THE PROBLEM ▸ The response must consist of each line in the listing that has the word "idle" in it.

MATERIAL SHOWN ▸
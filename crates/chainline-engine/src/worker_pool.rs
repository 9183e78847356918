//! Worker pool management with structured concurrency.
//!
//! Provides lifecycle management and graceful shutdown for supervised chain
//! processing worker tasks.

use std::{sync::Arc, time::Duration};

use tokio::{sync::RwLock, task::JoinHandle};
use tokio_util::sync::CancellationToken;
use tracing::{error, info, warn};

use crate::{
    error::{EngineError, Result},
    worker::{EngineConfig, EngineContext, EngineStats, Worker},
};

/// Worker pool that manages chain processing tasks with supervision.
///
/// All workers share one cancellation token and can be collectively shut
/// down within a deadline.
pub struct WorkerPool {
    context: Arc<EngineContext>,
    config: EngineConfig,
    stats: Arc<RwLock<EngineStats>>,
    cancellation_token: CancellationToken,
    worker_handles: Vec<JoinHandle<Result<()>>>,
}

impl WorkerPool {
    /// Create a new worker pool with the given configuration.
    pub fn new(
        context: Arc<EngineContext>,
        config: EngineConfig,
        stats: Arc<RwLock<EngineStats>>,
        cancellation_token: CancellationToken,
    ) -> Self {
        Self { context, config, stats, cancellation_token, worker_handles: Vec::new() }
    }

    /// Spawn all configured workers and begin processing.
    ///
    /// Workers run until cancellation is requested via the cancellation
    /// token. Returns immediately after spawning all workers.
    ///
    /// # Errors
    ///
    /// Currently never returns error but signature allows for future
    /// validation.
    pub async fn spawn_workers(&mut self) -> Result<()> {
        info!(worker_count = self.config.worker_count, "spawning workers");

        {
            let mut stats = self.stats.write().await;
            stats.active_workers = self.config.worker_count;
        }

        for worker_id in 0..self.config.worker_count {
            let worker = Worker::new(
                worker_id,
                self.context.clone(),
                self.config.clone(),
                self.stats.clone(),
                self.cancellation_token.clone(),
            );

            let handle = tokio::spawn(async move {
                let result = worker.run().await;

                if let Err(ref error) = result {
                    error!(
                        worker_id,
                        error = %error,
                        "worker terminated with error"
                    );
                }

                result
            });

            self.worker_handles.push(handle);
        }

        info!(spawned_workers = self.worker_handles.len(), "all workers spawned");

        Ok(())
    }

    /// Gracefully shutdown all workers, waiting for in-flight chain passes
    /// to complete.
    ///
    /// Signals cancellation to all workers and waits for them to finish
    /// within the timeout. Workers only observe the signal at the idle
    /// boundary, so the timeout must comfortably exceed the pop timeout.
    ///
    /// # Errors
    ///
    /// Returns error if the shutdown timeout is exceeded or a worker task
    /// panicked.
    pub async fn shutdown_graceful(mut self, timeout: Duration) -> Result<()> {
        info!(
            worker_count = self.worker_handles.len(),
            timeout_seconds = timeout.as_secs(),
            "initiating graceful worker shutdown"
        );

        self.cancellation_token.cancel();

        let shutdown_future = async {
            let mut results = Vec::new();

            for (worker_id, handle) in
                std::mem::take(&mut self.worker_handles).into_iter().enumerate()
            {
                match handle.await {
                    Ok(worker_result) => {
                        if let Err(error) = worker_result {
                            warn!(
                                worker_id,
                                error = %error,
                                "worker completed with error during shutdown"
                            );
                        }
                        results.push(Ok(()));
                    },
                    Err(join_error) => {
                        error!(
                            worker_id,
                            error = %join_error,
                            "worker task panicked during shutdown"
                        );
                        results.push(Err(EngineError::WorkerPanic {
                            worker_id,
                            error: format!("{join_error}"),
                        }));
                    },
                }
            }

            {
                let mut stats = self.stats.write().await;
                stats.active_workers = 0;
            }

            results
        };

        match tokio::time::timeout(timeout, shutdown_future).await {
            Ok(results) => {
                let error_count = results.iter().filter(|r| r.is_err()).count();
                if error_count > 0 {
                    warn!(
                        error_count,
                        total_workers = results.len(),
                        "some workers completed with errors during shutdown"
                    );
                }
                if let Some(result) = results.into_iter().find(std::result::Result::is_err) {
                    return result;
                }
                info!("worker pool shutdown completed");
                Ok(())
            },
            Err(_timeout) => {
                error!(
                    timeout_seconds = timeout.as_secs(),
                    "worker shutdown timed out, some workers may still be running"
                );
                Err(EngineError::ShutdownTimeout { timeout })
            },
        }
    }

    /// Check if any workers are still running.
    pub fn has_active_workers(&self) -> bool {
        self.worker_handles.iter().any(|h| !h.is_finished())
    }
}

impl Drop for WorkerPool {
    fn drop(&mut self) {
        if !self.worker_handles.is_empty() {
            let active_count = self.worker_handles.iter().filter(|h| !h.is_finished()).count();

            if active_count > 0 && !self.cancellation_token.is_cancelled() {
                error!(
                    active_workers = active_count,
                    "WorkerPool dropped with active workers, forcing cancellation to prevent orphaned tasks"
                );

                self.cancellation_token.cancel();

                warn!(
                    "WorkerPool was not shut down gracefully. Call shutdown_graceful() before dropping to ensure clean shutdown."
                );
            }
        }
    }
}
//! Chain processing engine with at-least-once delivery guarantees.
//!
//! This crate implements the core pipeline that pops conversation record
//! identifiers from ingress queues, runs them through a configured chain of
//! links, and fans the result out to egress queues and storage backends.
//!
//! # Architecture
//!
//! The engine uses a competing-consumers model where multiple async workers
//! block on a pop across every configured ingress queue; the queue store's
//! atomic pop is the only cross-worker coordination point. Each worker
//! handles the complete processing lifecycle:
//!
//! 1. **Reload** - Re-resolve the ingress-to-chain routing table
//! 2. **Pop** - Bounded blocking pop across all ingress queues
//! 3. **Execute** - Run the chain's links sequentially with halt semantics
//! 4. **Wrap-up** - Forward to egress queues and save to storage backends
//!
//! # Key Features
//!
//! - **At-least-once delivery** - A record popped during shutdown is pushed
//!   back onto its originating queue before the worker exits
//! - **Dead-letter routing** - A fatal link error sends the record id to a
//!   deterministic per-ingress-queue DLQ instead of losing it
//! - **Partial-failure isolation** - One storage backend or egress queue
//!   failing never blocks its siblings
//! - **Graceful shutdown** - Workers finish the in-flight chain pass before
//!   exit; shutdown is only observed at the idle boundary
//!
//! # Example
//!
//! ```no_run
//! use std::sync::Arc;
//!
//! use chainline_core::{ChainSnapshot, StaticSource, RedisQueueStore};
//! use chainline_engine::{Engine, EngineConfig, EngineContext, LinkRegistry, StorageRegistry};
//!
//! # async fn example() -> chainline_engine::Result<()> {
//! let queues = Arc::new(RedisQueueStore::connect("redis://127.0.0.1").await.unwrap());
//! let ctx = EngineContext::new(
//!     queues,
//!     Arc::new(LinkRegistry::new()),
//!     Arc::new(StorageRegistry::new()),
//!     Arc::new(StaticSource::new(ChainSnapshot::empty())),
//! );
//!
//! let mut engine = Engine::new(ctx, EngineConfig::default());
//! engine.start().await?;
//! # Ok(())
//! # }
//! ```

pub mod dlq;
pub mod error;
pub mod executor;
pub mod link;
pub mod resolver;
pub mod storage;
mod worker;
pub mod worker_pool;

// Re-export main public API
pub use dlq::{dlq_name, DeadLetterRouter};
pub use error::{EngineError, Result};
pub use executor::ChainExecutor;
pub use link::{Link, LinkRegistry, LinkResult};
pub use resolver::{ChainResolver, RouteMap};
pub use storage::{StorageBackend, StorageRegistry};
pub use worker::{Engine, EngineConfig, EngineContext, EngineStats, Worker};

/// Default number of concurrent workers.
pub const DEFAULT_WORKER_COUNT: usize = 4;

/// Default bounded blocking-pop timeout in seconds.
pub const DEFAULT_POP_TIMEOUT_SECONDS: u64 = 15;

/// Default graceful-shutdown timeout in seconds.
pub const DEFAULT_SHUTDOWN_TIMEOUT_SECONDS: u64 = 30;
* * *
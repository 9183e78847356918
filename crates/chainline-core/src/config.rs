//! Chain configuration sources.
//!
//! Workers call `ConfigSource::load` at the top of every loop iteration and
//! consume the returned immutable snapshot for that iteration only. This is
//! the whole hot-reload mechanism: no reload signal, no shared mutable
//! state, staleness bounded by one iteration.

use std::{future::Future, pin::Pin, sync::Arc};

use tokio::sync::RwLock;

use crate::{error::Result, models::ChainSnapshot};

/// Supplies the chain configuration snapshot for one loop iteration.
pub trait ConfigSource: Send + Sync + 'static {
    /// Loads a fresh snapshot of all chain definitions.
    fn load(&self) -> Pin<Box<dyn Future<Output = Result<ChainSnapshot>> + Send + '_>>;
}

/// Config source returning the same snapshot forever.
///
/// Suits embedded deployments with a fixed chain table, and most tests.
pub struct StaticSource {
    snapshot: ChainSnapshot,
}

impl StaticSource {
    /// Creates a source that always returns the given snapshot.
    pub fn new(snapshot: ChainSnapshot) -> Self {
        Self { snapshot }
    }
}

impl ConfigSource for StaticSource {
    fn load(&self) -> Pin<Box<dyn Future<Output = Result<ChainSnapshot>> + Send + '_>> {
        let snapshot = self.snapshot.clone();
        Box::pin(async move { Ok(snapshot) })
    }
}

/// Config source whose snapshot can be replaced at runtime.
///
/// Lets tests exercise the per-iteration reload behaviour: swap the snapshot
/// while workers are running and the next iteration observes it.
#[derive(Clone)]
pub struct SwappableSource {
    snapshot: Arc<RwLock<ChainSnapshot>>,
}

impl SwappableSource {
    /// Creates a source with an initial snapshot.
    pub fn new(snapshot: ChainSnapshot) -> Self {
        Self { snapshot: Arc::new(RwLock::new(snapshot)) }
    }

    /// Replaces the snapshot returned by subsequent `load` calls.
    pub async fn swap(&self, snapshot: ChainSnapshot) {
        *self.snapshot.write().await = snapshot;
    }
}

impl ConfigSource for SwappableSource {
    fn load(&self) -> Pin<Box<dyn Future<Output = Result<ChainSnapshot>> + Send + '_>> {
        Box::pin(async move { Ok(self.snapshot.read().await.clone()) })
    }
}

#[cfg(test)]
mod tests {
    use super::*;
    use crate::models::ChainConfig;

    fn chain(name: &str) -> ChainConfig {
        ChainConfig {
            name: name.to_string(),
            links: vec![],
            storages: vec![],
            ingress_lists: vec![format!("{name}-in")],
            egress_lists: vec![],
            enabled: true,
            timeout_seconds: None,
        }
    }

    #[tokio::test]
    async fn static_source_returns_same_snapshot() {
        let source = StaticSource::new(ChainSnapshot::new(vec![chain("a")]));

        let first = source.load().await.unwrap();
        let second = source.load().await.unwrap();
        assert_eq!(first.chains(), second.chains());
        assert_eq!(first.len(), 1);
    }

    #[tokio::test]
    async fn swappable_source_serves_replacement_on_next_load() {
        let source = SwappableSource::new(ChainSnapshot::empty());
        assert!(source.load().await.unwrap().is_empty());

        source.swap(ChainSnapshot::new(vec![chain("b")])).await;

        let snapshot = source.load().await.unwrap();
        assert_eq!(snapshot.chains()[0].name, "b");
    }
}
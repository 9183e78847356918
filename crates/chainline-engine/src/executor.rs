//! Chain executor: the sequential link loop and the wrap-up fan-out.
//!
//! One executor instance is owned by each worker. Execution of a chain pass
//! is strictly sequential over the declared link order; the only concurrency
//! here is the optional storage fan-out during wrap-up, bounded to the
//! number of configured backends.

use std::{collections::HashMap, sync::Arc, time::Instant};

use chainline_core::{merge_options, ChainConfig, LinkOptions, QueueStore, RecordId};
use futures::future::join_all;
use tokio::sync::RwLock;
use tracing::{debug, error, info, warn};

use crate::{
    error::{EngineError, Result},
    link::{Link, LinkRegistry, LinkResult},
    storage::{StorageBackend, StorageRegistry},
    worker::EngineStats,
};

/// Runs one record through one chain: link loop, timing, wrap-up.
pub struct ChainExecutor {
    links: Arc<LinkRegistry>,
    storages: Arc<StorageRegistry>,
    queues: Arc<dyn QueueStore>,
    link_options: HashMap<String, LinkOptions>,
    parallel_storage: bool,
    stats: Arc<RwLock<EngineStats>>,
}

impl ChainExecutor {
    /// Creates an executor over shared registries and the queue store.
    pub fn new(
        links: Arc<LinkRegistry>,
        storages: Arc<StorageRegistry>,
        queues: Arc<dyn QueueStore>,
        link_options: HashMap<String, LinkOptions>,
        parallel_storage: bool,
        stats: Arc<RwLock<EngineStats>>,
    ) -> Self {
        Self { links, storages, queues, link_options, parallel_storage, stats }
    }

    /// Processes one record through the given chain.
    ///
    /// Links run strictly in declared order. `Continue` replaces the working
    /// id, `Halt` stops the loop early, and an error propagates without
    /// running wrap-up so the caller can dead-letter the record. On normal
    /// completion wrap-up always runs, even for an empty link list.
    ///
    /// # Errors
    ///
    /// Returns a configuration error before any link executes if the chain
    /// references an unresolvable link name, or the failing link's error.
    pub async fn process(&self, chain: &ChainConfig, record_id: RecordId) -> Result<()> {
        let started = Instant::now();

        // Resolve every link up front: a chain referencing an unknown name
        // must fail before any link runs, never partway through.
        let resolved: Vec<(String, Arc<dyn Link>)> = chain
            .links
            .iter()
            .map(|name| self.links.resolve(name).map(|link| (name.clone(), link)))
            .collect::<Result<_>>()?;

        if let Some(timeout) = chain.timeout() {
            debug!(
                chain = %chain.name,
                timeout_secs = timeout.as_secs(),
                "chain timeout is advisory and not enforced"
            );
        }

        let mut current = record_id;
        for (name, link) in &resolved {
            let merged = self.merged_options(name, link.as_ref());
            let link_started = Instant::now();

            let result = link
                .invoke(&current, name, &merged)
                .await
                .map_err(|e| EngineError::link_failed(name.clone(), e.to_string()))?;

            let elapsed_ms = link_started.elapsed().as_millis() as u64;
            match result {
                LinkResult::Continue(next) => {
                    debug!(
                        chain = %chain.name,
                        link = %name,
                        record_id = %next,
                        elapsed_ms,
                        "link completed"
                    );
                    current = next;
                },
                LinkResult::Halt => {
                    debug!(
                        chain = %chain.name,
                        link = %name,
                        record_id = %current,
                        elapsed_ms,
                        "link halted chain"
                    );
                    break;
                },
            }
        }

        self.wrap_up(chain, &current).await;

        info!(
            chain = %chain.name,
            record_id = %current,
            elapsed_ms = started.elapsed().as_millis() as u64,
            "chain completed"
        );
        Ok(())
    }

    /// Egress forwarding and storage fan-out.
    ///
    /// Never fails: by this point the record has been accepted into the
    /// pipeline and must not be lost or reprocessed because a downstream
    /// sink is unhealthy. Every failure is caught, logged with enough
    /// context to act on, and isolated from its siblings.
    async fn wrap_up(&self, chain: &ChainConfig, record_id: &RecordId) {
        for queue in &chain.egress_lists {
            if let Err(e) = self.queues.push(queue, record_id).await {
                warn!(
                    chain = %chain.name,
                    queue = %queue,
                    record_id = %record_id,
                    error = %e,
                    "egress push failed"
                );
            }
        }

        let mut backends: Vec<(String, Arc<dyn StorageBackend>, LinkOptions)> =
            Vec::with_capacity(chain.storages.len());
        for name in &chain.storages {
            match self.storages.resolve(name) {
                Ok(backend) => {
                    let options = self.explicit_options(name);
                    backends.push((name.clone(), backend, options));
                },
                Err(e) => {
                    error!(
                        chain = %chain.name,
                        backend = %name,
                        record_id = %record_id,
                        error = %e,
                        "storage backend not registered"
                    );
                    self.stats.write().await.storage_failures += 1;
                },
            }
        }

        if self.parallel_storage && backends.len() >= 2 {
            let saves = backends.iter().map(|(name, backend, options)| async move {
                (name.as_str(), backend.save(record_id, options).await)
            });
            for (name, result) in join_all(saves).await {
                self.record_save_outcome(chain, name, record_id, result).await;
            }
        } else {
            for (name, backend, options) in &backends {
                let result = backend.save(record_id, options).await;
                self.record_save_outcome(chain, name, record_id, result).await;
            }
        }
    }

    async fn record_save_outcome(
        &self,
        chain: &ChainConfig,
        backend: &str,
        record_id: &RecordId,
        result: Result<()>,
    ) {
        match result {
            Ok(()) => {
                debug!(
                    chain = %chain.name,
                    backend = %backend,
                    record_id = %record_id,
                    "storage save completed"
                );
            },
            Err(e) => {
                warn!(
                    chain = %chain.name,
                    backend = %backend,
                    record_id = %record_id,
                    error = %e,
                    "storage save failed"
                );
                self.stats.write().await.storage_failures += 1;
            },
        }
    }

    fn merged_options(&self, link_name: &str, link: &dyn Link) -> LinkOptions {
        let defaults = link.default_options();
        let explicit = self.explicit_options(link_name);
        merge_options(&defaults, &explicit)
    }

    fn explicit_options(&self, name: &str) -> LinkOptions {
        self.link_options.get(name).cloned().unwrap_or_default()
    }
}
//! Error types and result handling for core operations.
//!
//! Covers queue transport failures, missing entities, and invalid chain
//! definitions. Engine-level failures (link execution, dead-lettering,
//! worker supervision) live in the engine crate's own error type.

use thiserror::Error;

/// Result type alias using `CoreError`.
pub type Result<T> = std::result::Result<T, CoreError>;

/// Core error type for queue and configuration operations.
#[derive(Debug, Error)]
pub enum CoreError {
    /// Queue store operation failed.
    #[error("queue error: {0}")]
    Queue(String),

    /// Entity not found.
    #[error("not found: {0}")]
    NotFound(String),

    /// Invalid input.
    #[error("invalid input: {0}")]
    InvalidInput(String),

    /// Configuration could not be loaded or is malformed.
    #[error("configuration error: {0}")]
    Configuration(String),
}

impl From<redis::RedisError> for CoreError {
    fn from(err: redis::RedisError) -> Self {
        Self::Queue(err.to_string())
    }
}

SOLUTION TO THIS TASK ▸
    /// within the timeout. Workers only observe the signal at the idle
//!   exit; shutdown is only observed at the idle boundary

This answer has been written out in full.